Sono luoghi di cui si
parla poco, quasi isole felici, che raramente appaiono sulle cronache
perché "scopritori" e frequentatori, forse temendo il
contagio di masse anonime e rumoreggianti, sembrano viverli in gelido
riserbo.
Capodimonte è uno di
questi luoghi, e chi non ne conosce la storia può essere tratto
facilmente in inganno, sottovalutandolo: poco o nulla, infatti, parla
nel paese dei fasti trascorsi; quasi un silenzio complice che, se da un
lato ne accresce il fascino, dall'altro ne sminuisce ingiustamente
l'importanza.
C'è la Rocca - che pochi
sanno essere dei Farnese - qualche palazzo nobiliare, tre chiese.
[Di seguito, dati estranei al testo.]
use std::collections::HashSet;

use serde::Deserialize;
use serde::Serialize;

/// One physical source file belonging to a sketch.
#[derive(Debug, Clone, PartialEq, Eq, Serialize, Deserialize)]
pub struct Fragment {
	/// The path the fragment was loaded from. This is the name written into
	/// line markers, so diagnostics point back at it verbatim.
	pub name: String,
	/// The full text of the fragment.
	pub source: String,
}

impl Fragment {
	pub fn new(name: impl Into<String>, source: impl Into<String>) -> Self {
		Self {
			name: name.into(),
			source: source.into(),
		}
	}
}

/// A user program made of one main fragment and zero or more satellite
/// fragments. The order of `other_files` decides the merge order.
#[derive(Debug, Clone, PartialEq, Eq, Serialize, Deserialize)]
pub struct Sketch {
	pub main_file: Fragment,
	#[serde(default)]
	pub other_files: Vec<Fragment>,
}

impl Sketch {
	pub fn new(main_file: Fragment) -> Self {
		Self {
			main_file,
			other_files: vec![],
		}
	}

	/// Append a satellite fragment after the existing ones.
	#[must_use]
	pub fn with_file(mut self, fragment: Fragment) -> Self {
		self.other_files.push(fragment);
		self
	}

	/// All fragments in merge order: the main fragment first.
	pub fn fragments(&self) -> impl Iterator<Item = &Fragment> {
		std::iter::once(&self.main_file).chain(self.other_files.iter())
	}

	/// The quoted name of every fragment, as it appears inside line markers.
	pub fn quoted_names(&self) -> HashSet<String> {
		self.fragments()
			.map(|fragment| quote_cpp_string(&fragment.name))
			.collect()
	}
}

/// Render `value` as a C string literal: wrapped in double quotes with
/// backslashes and double quotes escaped.
pub fn quote_cpp_string(value: &str) -> String {
	let mut quoted = String::with_capacity(value.len() + 2);
	quoted.push('"');

	for ch in value.chars() {
		match ch {
			'\\' => quoted.push_str("\\\\"),
			'"' => quoted.push_str("\\\""),
			_ => quoted.push(ch),
		}
	}

	quoted.push('"');
	quoted
}

/// Parse a C string literal at the start of `text`.
///
/// Returns the unescaped value and the text following the closing quote. A
/// backslash takes the next character verbatim. Returns `None` when `text`
/// does not start with `"` or the literal is never closed.
pub fn parse_cpp_string(text: &str) -> Option<(String, &str)> {
	let body = text.strip_prefix('"')?;
	let mut value = String::new();
	let mut chars = body.char_indices();

	while let Some((index, ch)) = chars.next() {
		match ch {
			'\\' => {
				let (_, escaped) = chars.next()?;
				value.push(escaped);
			}
			'"' => return Some((value, &body[index + 1..])),
			_ => value.push(ch),
		}
	}

	None
}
E se
chiediamo aiuto alla toponomastica cittadina, poco o nulla ne ricaviamo:
come in quasi tutti i Comuni d'Italia, c'è un viale Regina Margherita,
una Via Marconi, una Piazza Umberto I, seguiti dalle vie intestate ai
santi qui venerati, ma pochi, solo tre o quattro, a quanto ricordo, i
riferimenti a personaggi illustri (Via Annibal Caro, Via Puniatowsky,
Via Cesetti, Largo Pulicari) che hanno avuto a che fare con il luogo.
Non è indispensabile
essere esperti di toponimia per capire l'importanza che, talvolta, i
nomi delle vie cittadine possono avere. Non di rado, nei luoghi visitati
per lavoro o per diporto, sono stato messo in curiosità da nomi o fatti
a me sconosciuti; curioso per natura, non ho trascurato di documentarmi,
scoprendo cose che, oltre ad arricchirmi culturalmente, mi hanno
permesso di inquadrare quei luoghi in modo più preciso e consapevole.
Ma torniamo a Capodimonte
che, a dispetto della sua immotivata modestia, avrebbe i numeri per
surclassare, grazie alle sue più che illustri frequentazioni,
tantissimi paese se non addirittura città. Intorno al fulcro della
Rocca Farnese, infatti, ha ruotato, a partire dal 1400, uno stuolo di
figure illustri qui attratte dalla bellezza del luogo e dalla sua pace.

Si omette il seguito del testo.